The intensity of Kampfnerʼs performance increased throughout. Although her initial conversation with Dunn was somewhat stilted, her on-stage presence toward the ﬁnal half of the play was magnetic, a terrifyingly calm, blood-splattered victim in the midst of a house of screaming manics. And it was this portrayal of sudden bouts of hysteria that moved the play from being simply ʻgoodʼ to what it in fact was. Forrester was fantastic throughout in being both quite obviously insane yet not over-egging it, and Mello- Kenyonʼs sudden, furious attack upon his claiming that Mary Magdalen was ʻscientiﬁcally speakingʼpotentially a raped whore showed more than anything her control as an actress – often it is too easy to get ʻcarried awayʼ in roles such as hers and lose the clarity of the character. This is something that, although possible in such a play, did not happen once.

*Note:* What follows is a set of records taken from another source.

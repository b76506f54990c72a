//! Testing utilities for pipefitter pipes.
//!
//! This module provides:
//! - Request and context builders
//! - Recording, failing and slow fittings
//! - Assertions on finished contexts

mod assertions;
mod fixtures;
mod mocks;

pub use assertions::{assert_error_status, assert_header, assert_no_error, assert_output_json};
pub use fixtures::{test_context, test_runtime, test_runtime_with, TestRequest};
pub use mocks::{CallLog, FailingFitting, RecordingFitting, SlowFitting};
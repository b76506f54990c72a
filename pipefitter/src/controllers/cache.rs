//! Process-lifetime cache of resolved controllers.

use super::{Controller, ControllerRegistry};
use crate::errors::ControllerLookupError;
use dashmap::mapref::entry::Entry;
use dashmap::DashMap;
use std::sync::atomic::{AtomicUsize, Ordering};
use std::sync::Arc;
use tracing::debug;

/// Caches controller resolutions by name.
///
/// The directory scan runs while the name's shard is locked, so concurrent
/// first lookups of one name scan once and share the same `Arc`.
#[derive(Debug, Default)]
pub struct ControllerCache {
    entries: DashMap<String, Arc<Controller>>,
    scans: AtomicUsize,
}

impl ControllerCache {
    /// Creates an empty cache.
    #[must_use]
    pub fn new() -> Self {
        Self::default()
    }

    /// Resolves a controller, scanning `directories` on first use.
    ///
    /// When `synthesize_missing` is set, a failed scan yields (and caches) an
    /// empty controller instead of an error.
    pub fn resolve(
        &self,
        registry: &ControllerRegistry,
        directories: &[String],
        name: &str,
        synthesize_missing: bool,
    ) -> Result<Arc<Controller>, ControllerLookupError> {
        if let Some(hit) = self.entries.get(name) {
            return Ok(hit.value().clone());
        }

        match self.entries.entry(name.to_string()) {
            Entry::Occupied(entry) => Ok(entry.get().clone()),
            Entry::Vacant(entry) => {
                self.scans.fetch_add(1, Ordering::SeqCst);
                let controller = match registry.scan(directories, name) {
                    Ok(found) => found,
                    Err(err) if synthesize_missing => {
                        debug!(controller = name, error = %err, "using empty mock controller");
                        Arc::new(Controller::new(name))
                    }
                    Err(err) => return Err(err),
                };
                entry.insert(controller.clone());
                Ok(controller)
            }
        }
    }

    /// Number of directory scans performed.
    #[must_use]
    pub fn scan_count(&self) -> usize {
        self.scans.load(Ordering::SeqCst)
    }

    /// Number of cached controllers.
    #[must_use]
    pub fn len(&self) -> usize {
        self.entries.len()
    }

    /// Whether nothing is cached.
    #[must_use]
    pub fn is_empty(&self) -> bool {
        self.entries.is_empty()
    }
}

Lesleyʼs late arrival as Klara, and her subsequent treatment by the unseen presence of her and Lauraʼs pimps highlighted the emotional divide between men and women eloquently, and again, with no hint of ʻover-eggingʼ it merely for the sake of emotive response, this added yet another dimension to an already complex commentary on 1980ʼs Russian society. This complexity, however nuanced, was carried out throughout the performance with such realism that the evening became what one could only describe as surreal in the most naturalistic of ways. Overall, a fantastic, detailed performance that grew as it went on.